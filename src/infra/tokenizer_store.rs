// ============================================================
// Layer 6 — Tokenizer Store
// ============================================================
// Loads a pretrained tokenizer.json, or builds a word-level
// vocabulary from the cleaned training corpus and writes it in
// HuggingFace tokenizer JSON format.
//
// Building the JSON directly and loading it back with
// Tokenizer::from_file avoids the trainer / ModelWrapper type
// mismatch of tokenizers 0.15.
//
// Special tokens take the first ids so the embedding table
// only needs (number of tokens) rows:
//   [PAD]=0  [UNK]=1  [CLS]=2  [SEP]=3  [MASK]=4

use std::collections::HashMap;
use std::path::{Path, PathBuf};

use tokenizers::Tokenizer;

use crate::domain::error::{ClfError, Result};

pub const TOKENIZER_FILE: &str = "tokenizer.json";

const SPECIAL_TOKENS: [&str; 5] = ["[PAD]", "[UNK]", "[CLS]", "[SEP]", "[MASK]"];

pub struct TokenizerStore {
    dir: PathBuf,
}

impl TokenizerStore {
    pub fn new(dir: impl AsRef<Path>) -> Self {
        Self { dir: dir.as_ref().to_path_buf() }
    }

    pub fn path(&self) -> PathBuf {
        self.dir.join(TOKENIZER_FILE)
    }

    /// Load a previously saved (or pretrained) tokenizer.
    pub fn load(&self) -> Result<Tokenizer> {
        let path = self.path();
        Tokenizer::from_file(&path).map_err(|e| {
            ClfError::ResourceUnavailable(format!(
                "cannot load tokenizer from '{}': {e}",
                path.display()
            ))
        })
    }

    pub fn save(&self, tokenizer: &Tokenizer) -> Result<()> {
        std::fs::create_dir_all(&self.dir)?;
        let path = self.path();
        tokenizer
            .save(&path, true)
            .map_err(|e| ClfError::Artifact(format!("cannot write '{}': {e}", path.display())))
    }

    /// Build a word-level vocabulary of at most `vocab_size` entries
    /// (special tokens included) from `texts`, save it, and load it back.
    pub fn build_and_save(&self, texts: &[String], vocab_size: usize) -> Result<Tokenizer> {
        std::fs::create_dir_all(&self.dir)?;

        let mut freq: HashMap<&str, usize> = HashMap::new();
        for text in texts {
            for word in text.split_whitespace() {
                *freq.entry(word).or_insert(0) += 1;
            }
        }

        // Most frequent first; ties broken alphabetically so builds are reproducible
        let mut words: Vec<(&str, usize)> = freq.into_iter().collect();
        words.sort_by(|a, b| b.1.cmp(&a.1).then_with(|| a.0.cmp(b.0)));
        words.truncate(vocab_size.saturating_sub(SPECIAL_TOKENS.len()));

        let mut vocab = serde_json::Map::new();
        for (id, token) in SPECIAL_TOKENS.iter().enumerate() {
            vocab.insert(token.to_string(), serde_json::json!(id));
        }
        for (word, _) in &words {
            if !vocab.contains_key(*word) {
                let id = vocab.len();
                vocab.insert(word.to_string(), serde_json::json!(id));
            }
        }
        let size = vocab.len();

        let added_tokens: Vec<serde_json::Value> = SPECIAL_TOKENS
            .iter()
            .enumerate()
            .map(|(id, token)| serde_json::json!({
                "id": id, "content": token, "single_word": false, "lstrip": false,
                "rstrip": false, "normalized": false, "special": true
            }))
            .collect();

        let tokenizer_json = serde_json::json!({
            "version": "1.0",
            "truncation": null,
            "padding": null,
            "added_tokens": added_tokens,
            "normalizer": {
                "type": "BertNormalizer",
                "clean_text": true,
                "handle_chinese_chars": true,
                "strip_accents": null,
                "lowercase": true
            },
            "pre_tokenizer": { "type": "Whitespace" },
            "post_processor": null,
            "decoder": null,
            "model": {
                "type": "WordLevel",
                "vocab": vocab,
                "unk_token": "[UNK]"
            }
        });

        let path = self.path();
        std::fs::write(&path, serde_json::to_string_pretty(&tokenizer_json)?)?;

        tracing::info!("Tokenizer built with {} tokens, saved to '{}'", size, path.display());

        Tokenizer::from_file(&path)
            .map_err(|e| ClfError::Artifact(format!("cannot reload built tokenizer: {e}")))
    }
}

// ─── Unit Tests ───────────────────────────────────────────────────────────────
#[cfg(test)]
mod tests {
    use super::*;

    #[test]
    fn test_build_assigns_contiguous_ids() {
        let dir   = tempfile::tempdir().unwrap();
        let store = TokenizerStore::new(dir.path());
        let texts = vec!["great film great".to_string(), "awful film".to_string()];
        let tok   = store.build_and_save(&texts, 100).unwrap();

        assert_eq!(tok.token_to_id("[PAD]"), Some(0));
        assert_eq!(tok.token_to_id("[SEP]"), Some(3));
        // "film" and "great" both occur twice; alphabetical tie-break
        assert_eq!(tok.token_to_id("film"), Some(5));
        assert_eq!(tok.token_to_id("great"), Some(6));
        assert_eq!(tok.token_to_id("awful"), Some(7));
        assert_eq!(tok.get_vocab_size(true), 8);
    }

    #[test]
    fn test_vocab_size_caps_words() {
        let dir   = tempfile::tempdir().unwrap();
        let store = TokenizerStore::new(dir.path());
        let texts = vec!["a b c d e f g".to_string()];
        let tok   = store.build_and_save(&texts, 7).unwrap();
        assert_eq!(tok.get_vocab_size(true), 7);

        // Unknown words map to [UNK]
        let enc = tok.encode("zzz", false).unwrap();
        assert_eq!(enc.get_ids(), &[1]);
    }

    #[test]
    fn test_saved_tokenizer_reloads() {
        let dir   = tempfile::tempdir().unwrap();
        let store = TokenizerStore::new(dir.path());
        let tok   = store.build_and_save(&["hello world".to_string()], 50).unwrap();

        let other = tempfile::tempdir().unwrap();
        TokenizerStore::new(other.path()).save(&tok).unwrap();
        let back = TokenizerStore::new(other.path()).load().unwrap();
        assert_eq!(back.token_to_id("world"), tok.token_to_id("world"));
    }

    #[test]
    fn test_missing_tokenizer_is_resource_unavailable() {
        let dir = tempfile::tempdir().unwrap();
        assert!(matches!(
            TokenizerStore::new(dir.path()).load(),
            Err(ClfError::ResourceUnavailable(_))
        ));
    }
}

## REQUIREMENT
Across the records, count the lines holding the string "cannot". Give the number and stop.

## REPLY TO THE TASK
3